● **ASSIGNED TASK**: Copy out the entries below exactly as they stand, but only from the line containing "into a structured" through the line containing "Score a resume".

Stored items
BEGIN

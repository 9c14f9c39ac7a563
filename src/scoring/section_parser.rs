//! Resume section detection with weighted heading tables

use crate::error::Result;
use crate::scoring::deadline::Deadline;
use crate::scoring::types::SectionInfo;
use log::debug;
use regex::Regex;
use std::collections::HashSet;
use std::sync::LazyLock;

/// Known section names with their score multiplier and informational
/// priority. Order matters: the loose heading fallback scans this list
/// top to bottom and takes the first hit.
const SECTION_PROFILES: &[(&str, f64, u8)] = &[
    // High priority technical sections
    ("technical skills", 1.6, 10),
    ("technical requirements", 1.6, 10),
    ("technical competencies", 1.6, 10),
    ("skills", 1.4, 9),
    ("core competencies", 1.4, 9),
    ("essential skills", 1.4, 9),
    // High priority requirement sections
    ("requirements", 1.5, 8),
    ("qualifications", 1.5, 8),
    ("required skills", 1.6, 8),
    ("minimum qualifications", 1.5, 8),
    ("preferred qualifications", 1.3, 7),
    ("must have", 1.7, 10),
    ("desired skills", 1.3, 7),
    // Experience and responsibilities
    ("experience", 1.3, 6),
    ("responsibilities", 1.2, 5),
    ("duties", 1.2, 5),
    ("key responsibilities", 1.2, 5),
    ("position responsibilities", 1.2, 5),
    // Role description sections
    ("about the role", 1.1, 4),
    ("role", 1.1, 4),
    ("position", 1.1, 4),
    ("job description", 1.1, 4),
    ("what you will do", 1.1, 4),
    ("what we are looking for", 1.2, 5),
    // Education and certifications
    ("education", 1.2, 6),
    ("certifications", 1.3, 7),
    // Soft skills
    ("soft skills", 1.1, 3),
    ("abilities", 1.1, 3),
    ("ai-centric abilities", 1.4, 8),
    // Nice to have
    ("nice to have", 1.1, 3),
    ("preferred", 1.1, 3),
    // General sections
    ("tasks", 1.0, 2),
    ("general", 1.0, 1),
];

/// Section names whose content never contributes to scoring.
static IGNORE_SECTIONS: LazyLock<HashSet<&'static str>> = LazyLock::new(|| {
    [
        "benefits",
        "compensation",
        "salary",
        "perks",
        "company",
        "about us",
        "our company",
        "our mission",
        "our values",
        "culture",
        "diversity",
        "equal opportunity",
        "privacy",
        "legal",
        "disclaimer",
        "notice",
        "travel",
        "location",
        "office",
        "work environment",
        "what we offer",
        "why join us",
        "employee benefits",
        "health insurance",
        "dental",
        "vision",
        "401k",
        "retirement",
        "vacation",
        "pto",
        "holidays",
        "applicant privacy notice",
        "employment candidate privacy notice",
        "how to apply",
        "application process",
        "contact",
        "contact us",
    ]
    .into_iter()
    .collect()
});

#[derive(Debug, Clone, Copy)]
struct SectionProfile {
    name: &'static str,
    multiplier: f64,
    priority: u8,
}

enum HeaderKind {
    Known(SectionProfile),
    Ignored,
}

/// Splits raw resume text into named, weighted sections.
pub struct SectionParser {
    patterns: Vec<(Regex, SectionProfile)>,
    noise_line_patterns: Vec<Regex>,
    punct_or_digits: Regex,
    heading_suffix: Regex,
    heading_markup: Regex,
}

impl SectionParser {
    pub fn new() -> Self {
        let mut patterns = Vec::with_capacity(SECTION_PROFILES.len() * 3);
        for &(name, multiplier, priority) in SECTION_PROFILES {
            let profile = SectionProfile {
                name,
                multiplier,
                priority,
            };
            let escaped = regex::escape(name);
            // Three shapes per name: exact heading, heading joined with a
            // conjunction, and heading embedded in a longer phrase.
            let shapes = [
                format!(r"(?i)^\s*{}\s*[:\-]?\s*$", escaped),
                format!(r"(?i)^\s*{}\s*(?:and|&)\s*\w+\s*[:\-]?\s*$", escaped),
                format!(
                    r"(?i)^\s*(?:key\s+|required\s+|essential\s+)?{}(?:\s*requirements?)?\s*[:\-]?\s*$",
                    escaped
                ),
            ];
            for shape in shapes {
                patterns.push((
                    Regex::new(&shape).expect("invalid section heading pattern"),
                    profile,
                ));
            }
        }

        let noise_line_patterns = [
            r"^page \d+ of \d+$",
            r"^confidential$",
            r"^internal use only$",
            r"^draft$",
            r"^version \d+",
            r"^updated:",
            r"^effective date:",
            r"^\d{1,2}/\d{1,2}/\d{4}$",
            r"^[a-z0-9._%+\-]+@[a-z0-9.\-]+\.[a-z]{2,}$",
            r"^https?://",
            r"^www\.",
        ]
        .iter()
        .map(|p| Regex::new(p).expect("invalid noise line pattern"))
        .collect();

        Self {
            patterns,
            noise_line_patterns,
            punct_or_digits: Regex::new(r"^[\d\s\-\*\#•:\.,\(\)]+$")
                .expect("invalid punctuation pattern"),
            heading_suffix: Regex::new(r"[:\-\*\#•]$").expect("invalid heading suffix pattern"),
            heading_markup: Regex::new(r"[:\-\*\#•]+").expect("invalid heading markup pattern"),
        }
    }

    /// Segment text into sections. Never returns an empty list for
    /// non-empty input - the worst case is a single `general` section
    /// spanning the whole document.
    pub fn parse_sections(&self, text: &str, deadline: &Deadline) -> Result<Vec<SectionInfo>> {
        let mut sections = Vec::new();
        let mut current = SectionInfo {
            name: "general".to_string(),
            content: String::new(),
            multiplier: 1.0,
            priority: 1,
        };
        let mut in_ignored_section = false;

        for raw_line in text.lines() {
            deadline.check("section parsing")?;

            let line = raw_line.trim();
            if line.is_empty() {
                continue;
            }

            match self.identify_section_header(line) {
                Some(HeaderKind::Known(profile)) => {
                    if !current.content.trim().is_empty() {
                        sections.push(current);
                    }
                    current = SectionInfo {
                        name: profile.name.to_string(),
                        content: String::new(),
                        multiplier: profile.multiplier,
                        priority: profile.priority,
                    };
                    in_ignored_section = false;
                }
                Some(HeaderKind::Ignored) => {
                    if !current.content.trim().is_empty() {
                        sections.push(current);
                    }
                    current = SectionInfo {
                        name: "general".to_string(),
                        content: String::new(),
                        multiplier: 1.0,
                        priority: 1,
                    };
                    in_ignored_section = true;
                }
                None => {
                    if !in_ignored_section && !self.is_likely_noise(line) {
                        if !current.content.is_empty() {
                            current.content.push('\n');
                        }
                        current.content.push_str(line);
                    }
                }
            }
        }

        if !current.content.trim().is_empty() {
            sections.push(current);
        }

        if sections.is_empty() && !text.trim().is_empty() {
            sections.push(SectionInfo {
                name: "general".to_string(),
                content: text.to_string(),
                multiplier: 1.0,
                priority: 1,
            });
        }

        debug!(
            "parsed {} sections: {:?}",
            sections.len(),
            sections.iter().map(|s| s.name.as_str()).collect::<Vec<_>>()
        );

        Ok(sections)
    }

    fn identify_section_header(&self, line: &str) -> Option<HeaderKind> {
        for (pattern, profile) in &self.patterns {
            if pattern.is_match(line) {
                return Some(HeaderKind::Known(*profile));
            }
        }

        if !self.looks_like_section_header(line) {
            return None;
        }

        let cleaned = self
            .heading_markup
            .replace_all(line, "")
            .trim()
            .to_lowercase();

        if IGNORE_SECTIONS.contains(cleaned.as_str()) {
            return Some(HeaderKind::Ignored);
        }

        // Loose substring match against the known table, both directions
        let squashed_cleaned = squash_whitespace(&cleaned);
        for &(name, multiplier, priority) in SECTION_PROFILES {
            let squashed_name = squash_whitespace(name);
            if cleaned.contains(&squashed_name) || name.contains(&squashed_cleaned) {
                return Some(HeaderKind::Known(SectionProfile {
                    name,
                    multiplier,
                    priority,
                }));
            }
        }

        // Unrecognized heading: a fresh general section
        Some(HeaderKind::Known(SectionProfile {
            name: "general",
            multiplier: 1.0,
            priority: 1,
        }))
    }

    fn looks_like_section_header(&self, line: &str) -> bool {
        let trimmed = line.trim();

        // Short line ending in heading punctuation
        if trimmed.len() < 50 && self.heading_suffix.is_match(trimmed) {
            return true;
        }

        // Short ALL-CAPS line
        if trimmed.len() < 30
            && trimmed == trimmed.to_uppercase()
            && trimmed.chars().any(|c| c.is_ascii_uppercase())
        {
            return true;
        }

        // Markdown heading: a '#' run followed by whitespace. A bare
        // "#hashtag" token is content, not a heading.
        if let Some(rest) = trimmed.strip_prefix('#') {
            if rest.trim_start_matches('#').starts_with(char::is_whitespace) {
                return true;
            }
        }

        // Bold-wrapped line
        if (trimmed.starts_with("**") && trimmed.ends_with("**") && trimmed.len() > 4)
            || (trimmed.starts_with("__") && trimmed.ends_with("__") && trimmed.len() > 4)
        {
            return true;
        }

        false
    }

    /// Structural noise: page numbers, bare dates, emails, URLs, lines too
    /// short or made of pure punctuation.
    fn is_likely_noise(&self, line: &str) -> bool {
        let trimmed = line.trim().to_lowercase();

        if trimmed.len() < 3 {
            return true;
        }

        if self.punct_or_digits.is_match(&trimmed) {
            return true;
        }

        self.noise_line_patterns.iter().any(|p| p.is_match(&trimmed))
    }

    pub fn section_multiplier(&self, section_name: &str) -> f64 {
        let normalized = section_name.to_lowercase();
        SECTION_PROFILES
            .iter()
            .find(|(name, _, _)| *name == normalized)
            .map(|(_, multiplier, _)| *multiplier)
            .unwrap_or(1.0)
    }

    pub fn section_priority(&self, section_name: &str) -> u8 {
        let normalized = section_name.to_lowercase();
        SECTION_PROFILES
            .iter()
            .find(|(name, _, _)| *name == normalized)
            .map(|(_, _, priority)| *priority)
            .unwrap_or(1)
    }

    pub fn is_noise_section(&self, section_name: &str) -> bool {
        IGNORE_SECTIONS.contains(section_name.to_lowercase().as_str())
    }
}

impl Default for SectionParser {
    fn default() -> Self {
        Self::new()
    }
}

fn squash_whitespace(text: &str) -> String {
    text.split_whitespace().collect()
}
//! Public entry point: input guards, truncation and timeout enforcement

use crate::config::Config;
use crate::error::{AtsScorerError, Result};
use crate::scoring::deadline::Deadline;
use crate::scoring::engine::ScoringEngine;
use crate::scoring::matcher::MatchingEngine;
use crate::scoring::section_parser::SectionParser;
use crate::scoring::types::{AtsScoreResult, EnhancedAtsScoreResult};
use log::{info, warn};
use std::time::Duration;

/// Orchestrates section parsing, keyword matching and scoring.
///
/// The contract is: never fail across the public boundary. Every internal
/// error, including a tripped deadline, is absorbed into a structured
/// result that is always safe to render.
pub struct AtsScorer {
    section_parser: SectionParser,
    matching_engine: MatchingEngine,
    scoring_engine: ScoringEngine,
    max_resume_chars: usize,
    time_budget: Duration,
}

impl AtsScorer {
    pub fn new() -> Self {
        Self::with_config(&Config::default())
    }

    pub fn with_config(config: &Config) -> Self {
        let processing = &config.processing;
        Self {
            section_parser: SectionParser::new(),
            matching_engine: MatchingEngine::with_limits(
                processing.max_keywords,
                processing.max_variations_per_keyword,
            ),
            scoring_engine: ScoringEngine::with_weights(
                config.scoring.clone(),
                processing.max_keywords,
            ),
            max_resume_chars: processing.max_resume_chars,
            time_budget: Duration::from_millis(processing.time_budget_ms),
        }
    }

    /// Score a resume against a keyword list. Always returns a result:
    /// empty/missing input yields the empty sentinel, and any pipeline
    /// failure yields an error sentinel with a diagnostic recommendation.
    pub async fn calculate_score(
        &self,
        resume_text: &str,
        keywords: &[String],
    ) -> EnhancedAtsScoreResult {
        if resume_text.trim().is_empty() || keywords.is_empty() {
            return EnhancedAtsScoreResult::empty(keywords);
        }

        // Documents past the cap are silently clipped, a stated bound
        let truncated = truncate_chars(resume_text, self.max_resume_chars);
        let deadline = Deadline::new(self.time_budget);

        match self.run_pipeline(truncated, keywords, &deadline) {
            Ok(result) => {
                info!(
                    "scored {} keywords against {} chars of resume: {}",
                    keywords.len(),
                    truncated.len(),
                    result.score
                );
                result
            }
            Err(AtsScorerError::Timeout(stage)) => {
                warn!("scoring timed out: {}", stage);
                EnhancedAtsScoreResult::failure(keywords, "ATS scoring timeout - resume too complex")
            }
            Err(e) => {
                warn!("scoring failed: {}", e);
                EnhancedAtsScoreResult::failure(keywords, &e.to_string())
            }
        }
    }

    fn run_pipeline(
        &self,
        resume_text: &str,
        keywords: &[String],
        deadline: &Deadline,
    ) -> Result<EnhancedAtsScoreResult> {
        let sections = self.section_parser.parse_sections(resume_text, deadline)?;
        let matches =
            self.matching_engine
                .find_matches(resume_text, keywords, &sections, deadline)?;
        deadline.check("scoring")?;
        Ok(self
            .scoring_engine
            .calculate_score(resume_text, keywords, &sections, &matches))
    }
}

impl Default for AtsScorer {
    fn default() -> Self {
        Self::new()
    }
}

/// Score with the default configuration.
pub async fn calculate_enhanced_ats_score(
    resume_text: &str,
    keywords: &[String],
) -> EnhancedAtsScoreResult {
    AtsScorer::new().calculate_score(resume_text, keywords).await
}

/// Legacy entry point returning the flat result shape.
pub async fn calculate_ats_score(resume_text: &str, keywords: &[String]) -> AtsScoreResult {
    calculate_enhanced_ats_score(resume_text, keywords)
        .await
        .into()
}

/// First `max_chars` characters, respecting char boundaries.
fn truncate_chars(text: &str, max_chars: usize) -> &str {
    match text.char_indices().nth(max_chars) {
        Some((idx, _)) => &text[..idx],
        None => text,
    }
}

#[cfg(test)]
mod tests {
    use super::*;

    #[test]
    fn test_truncate_chars() {
        assert_eq!(truncate_chars("hello", 10), "hello");
        assert_eq!(truncate_chars("hello", 3), "hel");
        assert_eq!(truncate_chars("héllo", 2), "hé");
    }

    #[tokio::test]
    async fn test_empty_resume_returns_empty_sentinel() {
        let scorer = AtsScorer::new();
        let keywords = vec!["python".to_string()];
        let result = scorer.calculate_score("", &keywords).await;

        assert_eq!(result.score, 0);
        assert_eq!(result.missing_keywords, keywords);
        assert!(result.recommendations[0].contains("Please provide"));
    }

    #[tokio::test]
    async fn test_empty_keywords_return_empty_sentinel() {
        let scorer = AtsScorer::new();
        let result = scorer.calculate_score("a perfectly fine resume", &[]).await;

        assert_eq!(result.score, 0);
        assert!(result.missing_keywords.is_empty());
        assert!(!result.recommendations.is_empty());
    }

    #[tokio::test]
    async fn test_zero_budget_surfaces_timeout_sentinel() {
        let mut config = Config::default();
        config.processing.time_budget_ms = 0;
        let scorer = AtsScorer::with_config(&config);

        let keywords = vec!["python".to_string()];
        let result = scorer
            .calculate_score("Skills:\nPython every day", &keywords)
            .await;

        assert_eq!(result.score, 0);
        assert!(result.recommendations[0].contains("timeout"));
        assert_eq!(result.missing_keywords, keywords);
    }

    #[tokio::test]
    async fn test_legacy_wrapper_preserves_fields() {
        let resume = "Skills:\nPython and React in production";
        let keywords = vec!["Python".to_string(), "terraform".to_string()];

        let enhanced = calculate_enhanced_ats_score(resume, &keywords).await;
        let legacy = calculate_ats_score(resume, &keywords).await;

        assert_eq!(legacy.score, enhanced.score);
        assert_eq!(legacy.total_keywords, enhanced.total_keywords);
        assert_eq!(legacy.missing_keywords, enhanced.missing_keywords);
        assert_eq!(legacy.recommendations, enhanced.recommendations);
        assert!(legacy.matched_keywords.contains(&"Python".to_string()));
    }
}
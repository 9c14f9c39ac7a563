//! Keyword matching against resume text

use crate::error::Result;
use crate::scoring::deadline::Deadline;
use crate::scoring::keyword_db::{
    is_noise_word, keyword_category, keyword_variations, normalize_keyword,
};
use crate::scoring::types::{KeywordCategory, KeywordMatch, MatchType, SectionInfo};
use log::debug;
use std::collections::HashMap;

const CONTEXT_RADIUS: usize = 50;
const SECTION_PROBE_CHARS: usize = 50;

/// Locates each keyword (or a variation of it) inside the resume text and
/// classifies and scores the match.
pub struct MatchingEngine {
    /// Keyword list cap. Bounds worst-case latency on adversarial input.
    max_keywords: usize,
    /// Variation cap per keyword.
    max_variations: usize,
}

impl MatchingEngine {
    pub fn new() -> Self {
        Self {
            max_keywords: 30,
            max_variations: 3,
        }
    }

    pub fn with_limits(max_keywords: usize, max_variations: usize) -> Self {
        Self {
            max_keywords,
            max_variations,
        }
    }

    /// Find matches for each keyword. Only the first `max_keywords` entries
    /// are considered; noise words are skipped up front. Keywords with no
    /// match of any type are simply absent from the output.
    pub fn find_matches(
        &self,
        resume_text: &str,
        keywords: &[String],
        sections: &[SectionInfo],
        deadline: &Deadline,
    ) -> Result<Vec<KeywordMatch>> {
        if resume_text.is_empty() || keywords.is_empty() {
            return Ok(Vec::new());
        }

        let resume_lower = resume_text.to_lowercase();
        let section_offsets = self.section_offsets(&resume_lower, sections);
        let mut matches = Vec::new();

        for keyword in keywords.iter().take(self.max_keywords) {
            deadline.check("keyword matching")?;

            if is_noise_word(keyword) {
                continue;
            }

            let normalized = normalize_keyword(keyword);

            // Exact: the normalized keyword appears as a substring
            if let Some(position) = resume_lower.find(&normalized) {
                matches.push(self.build_match(
                    keyword,
                    &normalized,
                    MatchType::Exact,
                    position,
                    resume_text,
                    &section_offsets,
                ));
                continue;
            }

            // Partial: one of the generated variations appears. A keyword
            // with no exact or variation hit is simply absent from the
            // output; related-term lookups never count as matches.
            let variations = keyword_variations(&normalized);
            for variation in variations.iter().take(self.max_variations) {
                let variation_lower = variation.to_lowercase();
                if let Some(position) = resume_lower.find(&variation_lower) {
                    matches.push(self.build_match(
                        keyword,
                        &variation_lower,
                        MatchType::Partial,
                        position,
                        resume_text,
                        &section_offsets,
                    ));
                    break;
                }
            }
        }

        let deduplicated = deduplicate_matches(matches);
        debug!(
            "matched {} of {} keywords",
            deduplicated.len(),
            keywords.len().min(self.max_keywords)
        );
        Ok(deduplicated)
    }

    fn build_match(
        &self,
        keyword: &str,
        matched_term: &str,
        match_type: MatchType,
        position: usize,
        resume_text: &str,
        section_offsets: &[(usize, SectionInfo)],
    ) -> KeywordMatch {
        let section = section_for_position(position, section_offsets);
        KeywordMatch {
            keyword: keyword.to_string(),
            match_type,
            score: match_score(keyword, match_type, section),
            section: section.map(|s| s.name.clone()),
            context: extract_context(resume_text, matched_term.len(), position),
        }
    }

    /// Approximate section start offsets, re-derived by searching for the
    /// first characters of each section's content back in the resume text.
    /// Best effort: boundary text shared between sections can misattribute
    /// a match to a neighboring section.
    fn section_offsets(
        &self,
        resume_lower: &str,
        sections: &[SectionInfo],
    ) -> Vec<(usize, SectionInfo)> {
        let mut offsets = Vec::with_capacity(sections.len());
        for section in sections {
            let probe: String = section
                .content
                .chars()
                .take(SECTION_PROBE_CHARS)
                .collect::<String>()
                .to_lowercase();
            if probe.is_empty() {
                continue;
            }
            if let Some(start) = resume_lower.find(&probe) {
                offsets.push((start, section.clone()));
            }
        }
        offsets
    }
}

impl Default for MatchingEngine {
    fn default() -> Self {
        Self::new()
    }
}

/// Nearest section whose start offset precedes the match position.
fn section_for_position(
    position: usize,
    section_offsets: &[(usize, SectionInfo)],
) -> Option<&SectionInfo> {
    section_offsets
        .iter()
        .filter(|(start, _)| *start <= position)
        .min_by_key(|(start, _)| position - start)
        .map(|(_, section)| section)
}

/// `score = base(match type) * category multiplier * section multiplier`
fn match_score(keyword: &str, match_type: MatchType, section: Option<&SectionInfo>) -> f64 {
    let base = match match_type {
        MatchType::Exact => 1.0,
        MatchType::Partial => 0.5,
        MatchType::Semantic => 0.7,
    };

    let category_multiplier = match keyword_category(keyword) {
        KeywordCategory::Technical => 1.0,
        KeywordCategory::Qualification => 0.8,
        KeywordCategory::SoftSkill => 0.6,
        KeywordCategory::JobFunction => 0.5,
        KeywordCategory::Other => 0.2,
    };

    let section_multiplier = section.map_or(1.0, |s| s.multiplier);

    base * category_multiplier * section_multiplier
}

/// Snippet around the match location, for diagnostics. Byte offsets are
/// clamped back to char boundaries since positions come from a lowercased
/// copy of the text.
fn extract_context(text: &str, term_len: usize, position: usize) -> Option<String> {
    let mut start = position.saturating_sub(CONTEXT_RADIUS);
    let mut end = (position + term_len + CONTEXT_RADIUS).min(text.len());

    while start > 0 && !text.is_char_boundary(start) {
        start -= 1;
    }
    while end < text.len() && !text.is_char_boundary(end) {
        end += 1;
    }
    if start > text.len() || start >= end {
        return None;
    }

    Some(text[start..end].trim().to_string())
}

/// Keep only the highest-scoring match per keyword (case-insensitive),
/// preserving first-seen order.
fn deduplicate_matches(matches: Vec<KeywordMatch>) -> Vec<KeywordMatch> {
    let mut best: Vec<KeywordMatch> = Vec::with_capacity(matches.len());
    let mut index_by_keyword: HashMap<String, usize> = HashMap::new();

    for m in matches {
        let key = m.keyword.to_lowercase();
        match index_by_keyword.get(&key) {
            Some(&idx) => {
                if m.score > best[idx].score {
                    best[idx] = m;
                }
            }
            None => {
                index_by_keyword.insert(key, best.len());
                best.push(m);
            }
        }
    }

    best
}
//! Result formatting for the CLI

pub mod formatter;
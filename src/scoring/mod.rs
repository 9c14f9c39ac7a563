//! ATS keyword scoring pipeline

pub mod deadline;
pub mod engine;
pub mod keyword_db;
pub mod matcher;
pub mod scorer;
pub mod section_parser;
pub mod types;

END

● **ANSWER FOR THIS EXERCISE**:
/// error, including a tripped deadline, is absorbed into a structured
/// result that is always safe to render.
pub struct AtsScorer {
    section_parser: SectionParser,
    matching_engine: MatchingEngine,
    scoring_engine: ScoringEngine,
    max_resume_chars: usize,
    time_budget: Duration,
}

impl AtsScorer {
    pub fn new() -> Self {
        Self::with_config(&Config::default())
    }

    pub fn with_config(config: &Config) -> Self {
        let processing = &config.processing;
        Self {
            section_parser: SectionParser::new(),
            matching_engine: MatchingEngine::with_limits(
                processing.max_keywords,
                processing.max_variations_per_keyword,
            ),
            scoring_engine: ScoringEngine::with_weights(
                config.scoring.clone(),
                processing.max_keywords,
            ),
            max_resume_chars: processing.max_resume_chars,
            time_budget: Duration::from_millis(processing.time_budget_ms),
        }
    }

    /// Score a resume against a keyword list. Always returns a result:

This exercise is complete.